** Activity **
Lines outside the range are not wanted. Give again exactly the lines between the line holding "must not carry" and the line holding "let mut url = self.base.clone();", inclusive, from the listing below.

[Listed records Boundary: Start]

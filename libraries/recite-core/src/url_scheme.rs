//! Content URL scheme for recitation clips
//!
//! Every clip lives at `{base}/{GGG}{III}.mp3`, where `GGG` and `III` are the
//! group and item numbers zero-padded to three digits. The mapping is a pure
//! function of the item; there is no lookup table and no negotiation with the
//! audio host.

use crate::error::{CoreError, Result};
use crate::types::PlaybackItem;
use url::Url;

/// Default recitation host (Mishary Alafasy, 128 kbps)
pub const DEFAULT_AUDIO_BASE_URL: &str = "https://everyayah.com/data/Alafasy_128kbps";

/// Resolves items to clip URLs under a fixed base
#[derive(Debug, Clone, PartialEq, Eq)]
pub struct AudioUrlScheme {
    base: Url,
}

impl AudioUrlScheme {
    /// Create a scheme rooted at `base`
    ///
    /// The base must be an absolute `http`/`https` URL. A trailing slash is
    /// optional.
    pub fn new(base: &str) -> Result<Self> {
        let base = Url::parse(base.trim())?;

        if !matches!(base.scheme(), "http" | "https") {
            return Err(CoreError::invalid_url(format!(
                "unsupported scheme '{}', expected http or https",
                base.scheme()
            )));
        }
        if base.cannot_be_a_base() {
            return Err(CoreError::invalid_url(format!("{base} cannot be a base")));
        }
        if base.query().is_some() || base.fragment().is_some() {
            return Err(CoreError::invalid_url(format!(
                "{base} must not carry a query or fragment"
            )));
        }

        Ok(Self { base })
    }

    /// Scheme for the default recitation host
    pub fn default_host() -> Result<Self> {
        Self::new(DEFAULT_AUDIO_BASE_URL)
    }

    /// Base URL clips are resolved under
    pub fn base(&self) -> &Url {
        &self.base
    }

    /// Clip file name for an item, e.g. `001001.mp3`
    pub fn file_name(item: &PlaybackItem) -> String {
        format!("{:03}{:03}.mp3", item.group_id, item.item_index)
    }

    /// Resolve the clip URL for an item
    pub fn resolve(&self, item: &PlaybackItem) -> Url {
        let mut url = self.base.clone();
        // `new` rejects cannot-be-a-base URLs, so segments are always available.
        if let Ok(mut segments) = url.path_segments_mut() {
            segments.pop_if_empty().push(&Self::file_name(item));
        }
        url
    }
}
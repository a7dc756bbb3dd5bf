//! Domain types for Recite

mod item;

pub use item::{ItemKey, PlaybackItem};
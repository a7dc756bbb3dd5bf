/// Recite - verse-by-verse recitation player
use anyhow::Context;
use clap::{Parser, Subcommand};
use recite_audio_desktop::DesktopBackend;
use recite_cli::{run_until_idle, AppConfig, CliError};
use recite_core::{AudioUrlScheme, ChapterCatalog, ContentSource, PlaybackItem};
use recite_playback::{PlayOptions, PlaybackController, PlaybackEvent};
use std::path::PathBuf;
use tracing_subscriber::{layer::SubscriberExt, util::SubscriberInitExt};

#[derive(Parser)]
#[command(name = "recite")]
#[command(about = "Verse-by-verse recitation player", long_about = None)]
struct Cli {
    /// Configuration file path (default: ./recite.toml if present)
    #[arg(short, long, global = true)]
    config: Option<PathBuf>,

    #[command(subcommand)]
    command: Commands,
}

#[derive(Subcommand)]
enum Commands {
    /// Print the audio URL of a verse
    Url {
        /// Chapter number
        chapter: u32,
        /// Verse number within the chapter
        verse: u32,
    },
    /// List chapters with their verse counts
    Chapters,
    /// Play a verse, or the rest of its chapter with --autoplay
    Play {
        /// Chapter number
        chapter: u32,
        /// Verse number within the chapter
        verse: u32,
        /// Continue with the following verses of the chapter
        #[arg(long)]
        autoplay: bool,
        /// Print playback events as JSON lines
        #[arg(long)]
        json: bool,
    },
}

fn main() -> anyhow::Result<()> {
    // Initialize tracing
    tracing_subscriber::registry()
        .with(
            tracing_subscriber::EnvFilter::try_from_default_env()
                .unwrap_or_else(|_| "recite=info,recite_playback=info".into()),
        )
        .with(tracing_subscriber::fmt::layer().with_writer(std::io::stderr))
        .init();

    let cli = Cli::parse();

    let config = AppConfig::load(cli.config.as_deref()).context("loading configuration")?;
    config.validate()?;

    match cli.command {
        Commands::Url { chapter, verse } => print_url(&config, chapter, verse)?,
        Commands::Chapters => list_chapters(),
        Commands::Play {
            chapter,
            verse,
            autoplay,
            json,
        } => play(config, chapter, verse, autoplay, json)?,
    }

    Ok(())
}

fn catalog_item(chapter: u32, verse: u32) -> Result<PlaybackItem, CliError> {
    let item = PlaybackItem::new(chapter, verse);
    item.validate()?;
    if !ChapterCatalog::new().contains(&item) {
        return Err(CliError::UnknownItem(item));
    }
    Ok(item)
}

fn print_url(config: &AppConfig, chapter: u32, verse: u32) -> anyhow::Result<()> {
    let item = catalog_item(chapter, verse)?;
    let scheme = AudioUrlScheme::new(&config.playback.audio_base_url)?;
    println!("{}", scheme.resolve(&item));
    Ok(())
}

fn list_chapters() {
    for (chapter, verses) in ChapterCatalog::new().chapters() {
        println!("{chapter:>3}  {verses:>3} verses");
    }
}

fn play(config: AppConfig, chapter: u32, verse: u32, autoplay: bool, json: bool) -> anyhow::Result<()> {
    let item = catalog_item(chapter, verse)?;

    let options = if autoplay {
        PlayOptions::autoplay(ChapterCatalog::new().item_count(chapter)?)
    } else {
        PlayOptions::single()
    };

    let (backend, events) = DesktopBackend::new(config.desktop)?;
    let mut controller = PlaybackController::new(config.playback, backend)?;

    tracing::info!(item = %item.key(), autoplay, "Starting playback");
    controller.play(item, options)?;

    let summary = run_until_idle(&mut controller, &events, |event| {
        if json {
            match serde_json::to_string(event) {
                Ok(line) => println!("{line}"),
                Err(e) => tracing::warn!(error = %e, "Failed to serialize event"),
            }
        }
        log_event(event);
    });

    tracing::info!(
        finished = summary.finished.len(),
        failed = summary.failed.len(),
        "Playback finished"
    );

    if let Some((key, message)) = summary.failed.first() {
        anyhow::bail!("verse {key} could not be played: {message}");
    }
    Ok(())
}

fn log_event(event: &PlaybackEvent) {
    match event {
        PlaybackEvent::ItemStarted { key } => tracing::info!(verse = %key, "Now reciting"),
        PlaybackEvent::AutoplayAdvanced { from, to } => {
            tracing::info!(from = %from, to = %to, "Next verse");
        }
        PlaybackEvent::ItemFailed { key, message } => {
            tracing::warn!(verse = %key, error = %message, "Verse failed");
        }
        other => tracing::debug!(event = other.name(), "Playback event"),
    }
}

[Listed records Boundary: End]

** Exercise result **
                "{base} must not carry a query or fragment"
            )));
        }

        Ok(Self { base })
    }

    /// Scheme for the default recitation host
    pub fn default_host() -> Result<Self> {
        Self::new(DEFAULT_AUDIO_BASE_URL)
    }

    /// Base URL clips are resolved under
    pub fn base(&self) -> &Url {
        &self.base
    }

    /// Clip file name for an item, e.g. `001001.mp3`
    pub fn file_name(item: &PlaybackItem) -> String {
        format!("{:03}{:03}.mp3", item.group_id, item.item_index)
    }

    /// Resolve the clip URL for an item
    pub fn resolve(&self, item: &PlaybackItem) -> Url {
        let mut url = self.base.clone();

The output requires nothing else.